The problem:
Look through the material beneath and copy each line with the word "request".

▼▼▼

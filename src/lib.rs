// SPDX-License-Identifier: AGPL-3.0-or-later
//
// Copyright (C) 2025 Daniel Negri
//
// This program is free software: you can redistribute it and/or modify
// it under the terms of the GNU Affero General Public License as published by
// the Free Software Foundation, either version 3 of the License, or
// (at your option) any later version.
//
// This program is distributed in the hope that it will be useful,
// but WITHOUT ANY WARRANTY; without even the implied warranty of
// MERCHANTABILITY or FITNESS FOR A PARTICULAR PURPOSE. See the
// GNU Affero General Public License for more details.
//
// You should have received a copy of the GNU Affero General Public License
// along with this program. If not, see <https://www.gnu.org/licenses/>.

//! # Fiado Ledger
//!
//! This library provides a multi-tenant ledger for informal credit ("fiado")
//! sales: vendors track customers, products, and running debts, with partial
//! payments and interest.
//!
//! ## Core Components
//!
//! - [`Ledger`]: Central store and engine — catalog CRUD, debt accrual, and
//!   settlement
//! - [`Debt`]: A customer's running balance with its line items and pending
//!   batches
//! - [`AccrualOutcome`]: Whether a purchase opened a fresh debt or merged
//!   into an existing one
//! - [`UpdateOutcome`]: An update either returns the surviving debt or
//!   reports that it settled and was removed
//! - [`LedgerError`]: Typed failures for validation, ownership, uniqueness,
//!   and lookups
//!
//! ## Example
//!
//! ```
//! use fiado_ledger_rs::{Caller, DebtPatch, Ledger, LineItemDraft, PurchaseDraft, UpdateOutcome};
//! use rust_decimal_macros::dec;
//!
//! let ledger = Ledger::new();
//! let vendor = ledger.register_vendor("ana@example.com", "Ana").unwrap();
//! let caller = Caller::vendor(vendor.id);
//!
//! let arroz = ledger.create_product(caller, "arroz", dec!(2.50)).unwrap();
//! let juan = ledger.create_customer(caller, "Juan").unwrap();
//!
//! // Record a purchase: 4 × 2.50 + 1.00 interest = 11.00 owed
//! let draft = PurchaseDraft::new(
//!     juan.id,
//!     vec![LineItemDraft::new(arroz.id, 4)],
//!     dec!(1.00),
//!     "2025-03-01T10:00:00Z",
//! );
//! let debt = ledger.record_purchase(caller, draft).unwrap().debt().clone();
//! assert_eq!(debt.total_amount, dec!(11.00));
//!
//! // Pay it off: the debt is deleted, not zeroed
//! let patch = DebtPatch::payment(dec!(11.00), "2025-03-02T10:00:00Z");
//! let outcome = ledger.update_purchase(caller, debt.id, patch).unwrap();
//! assert_eq!(outcome, UpdateOutcome::Settled);
//! assert!(ledger.get_debt(caller, debt.id).is_err());
//! ```
//!
//! ## Thread Safety
//!
//! Debts are keyed by customer and every mutation runs while holding that
//! customer's map entry, so concurrent purchases for the same customer
//! serialize while different customers proceed in parallel.

mod base;
mod catalog;
pub mod debt;
mod engine;
pub mod error;
mod registry;
mod request;
mod view;

pub use base::{Caller, CustomerId, DebtId, ProductId, VendorId};
pub use catalog::{Customer, CustomerPatch, Product, ProductPatch, Vendor};
pub use debt::{Debt, PendingBatch};
pub use engine::{AccrualOutcome, Ledger, UpdateOutcome};
pub use error::{FieldViolation, LedgerError, Violations};
pub use request::{DebtPatch, LineItemDraft, PurchaseDraft};
pub use view::{DebtSnapshot, PendingDebtEntry, PendingDebtGroup};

▲▲▲

Result of the task:
mod request;
pub use request::{DebtPatch, LineItemDraft, PurchaseDraft};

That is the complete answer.